(Collected data)

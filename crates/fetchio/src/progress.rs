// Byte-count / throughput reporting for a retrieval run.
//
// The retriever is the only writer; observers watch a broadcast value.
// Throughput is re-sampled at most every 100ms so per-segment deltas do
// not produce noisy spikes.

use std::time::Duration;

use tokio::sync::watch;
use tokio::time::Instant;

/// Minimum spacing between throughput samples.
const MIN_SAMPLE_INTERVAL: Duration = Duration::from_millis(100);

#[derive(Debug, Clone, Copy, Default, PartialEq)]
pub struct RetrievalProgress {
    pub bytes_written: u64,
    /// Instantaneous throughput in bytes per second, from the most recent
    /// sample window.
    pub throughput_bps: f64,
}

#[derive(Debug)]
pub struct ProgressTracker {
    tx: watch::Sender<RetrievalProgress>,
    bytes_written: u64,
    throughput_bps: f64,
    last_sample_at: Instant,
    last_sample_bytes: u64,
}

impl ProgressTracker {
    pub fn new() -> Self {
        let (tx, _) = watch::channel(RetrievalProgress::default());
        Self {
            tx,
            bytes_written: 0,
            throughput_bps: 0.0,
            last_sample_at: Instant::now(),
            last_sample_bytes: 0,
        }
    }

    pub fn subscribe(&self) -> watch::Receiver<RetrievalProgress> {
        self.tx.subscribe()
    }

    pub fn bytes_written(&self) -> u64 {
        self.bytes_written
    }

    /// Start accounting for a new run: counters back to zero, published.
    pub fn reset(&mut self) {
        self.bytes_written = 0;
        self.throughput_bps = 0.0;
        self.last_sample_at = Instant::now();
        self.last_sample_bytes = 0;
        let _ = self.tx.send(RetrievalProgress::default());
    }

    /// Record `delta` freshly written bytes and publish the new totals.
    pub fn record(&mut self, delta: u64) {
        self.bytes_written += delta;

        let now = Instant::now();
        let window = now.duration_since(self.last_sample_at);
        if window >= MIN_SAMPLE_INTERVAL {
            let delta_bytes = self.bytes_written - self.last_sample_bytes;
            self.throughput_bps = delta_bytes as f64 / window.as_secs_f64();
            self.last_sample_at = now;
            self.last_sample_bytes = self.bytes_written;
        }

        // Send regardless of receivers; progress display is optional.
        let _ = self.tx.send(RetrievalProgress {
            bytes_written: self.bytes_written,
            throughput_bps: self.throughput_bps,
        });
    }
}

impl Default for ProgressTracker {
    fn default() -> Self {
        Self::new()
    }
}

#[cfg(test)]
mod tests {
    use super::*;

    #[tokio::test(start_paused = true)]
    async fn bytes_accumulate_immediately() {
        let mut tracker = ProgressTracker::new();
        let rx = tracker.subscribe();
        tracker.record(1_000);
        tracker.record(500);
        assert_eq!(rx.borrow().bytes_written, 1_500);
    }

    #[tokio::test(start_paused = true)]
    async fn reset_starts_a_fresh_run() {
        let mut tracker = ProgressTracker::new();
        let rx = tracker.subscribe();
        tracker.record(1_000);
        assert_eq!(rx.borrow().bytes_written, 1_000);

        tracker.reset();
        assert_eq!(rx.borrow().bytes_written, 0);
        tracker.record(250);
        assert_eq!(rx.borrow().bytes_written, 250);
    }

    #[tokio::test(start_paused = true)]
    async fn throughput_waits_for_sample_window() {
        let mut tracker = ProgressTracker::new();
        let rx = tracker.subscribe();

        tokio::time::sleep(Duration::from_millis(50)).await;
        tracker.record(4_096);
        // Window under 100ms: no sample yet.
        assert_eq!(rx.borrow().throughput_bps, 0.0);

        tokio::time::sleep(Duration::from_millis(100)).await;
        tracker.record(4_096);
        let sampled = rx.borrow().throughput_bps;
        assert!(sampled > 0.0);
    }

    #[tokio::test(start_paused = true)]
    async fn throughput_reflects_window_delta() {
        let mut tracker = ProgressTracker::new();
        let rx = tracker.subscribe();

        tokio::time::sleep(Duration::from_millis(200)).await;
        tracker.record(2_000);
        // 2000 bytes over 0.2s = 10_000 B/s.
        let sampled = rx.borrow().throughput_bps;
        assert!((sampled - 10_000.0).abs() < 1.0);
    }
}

YOUR GOAL - Report each line above containing the string "impl".

RESULT FOR THIS EXERCISE -
impl ProgressTracker {
impl Default for ProgressTracker {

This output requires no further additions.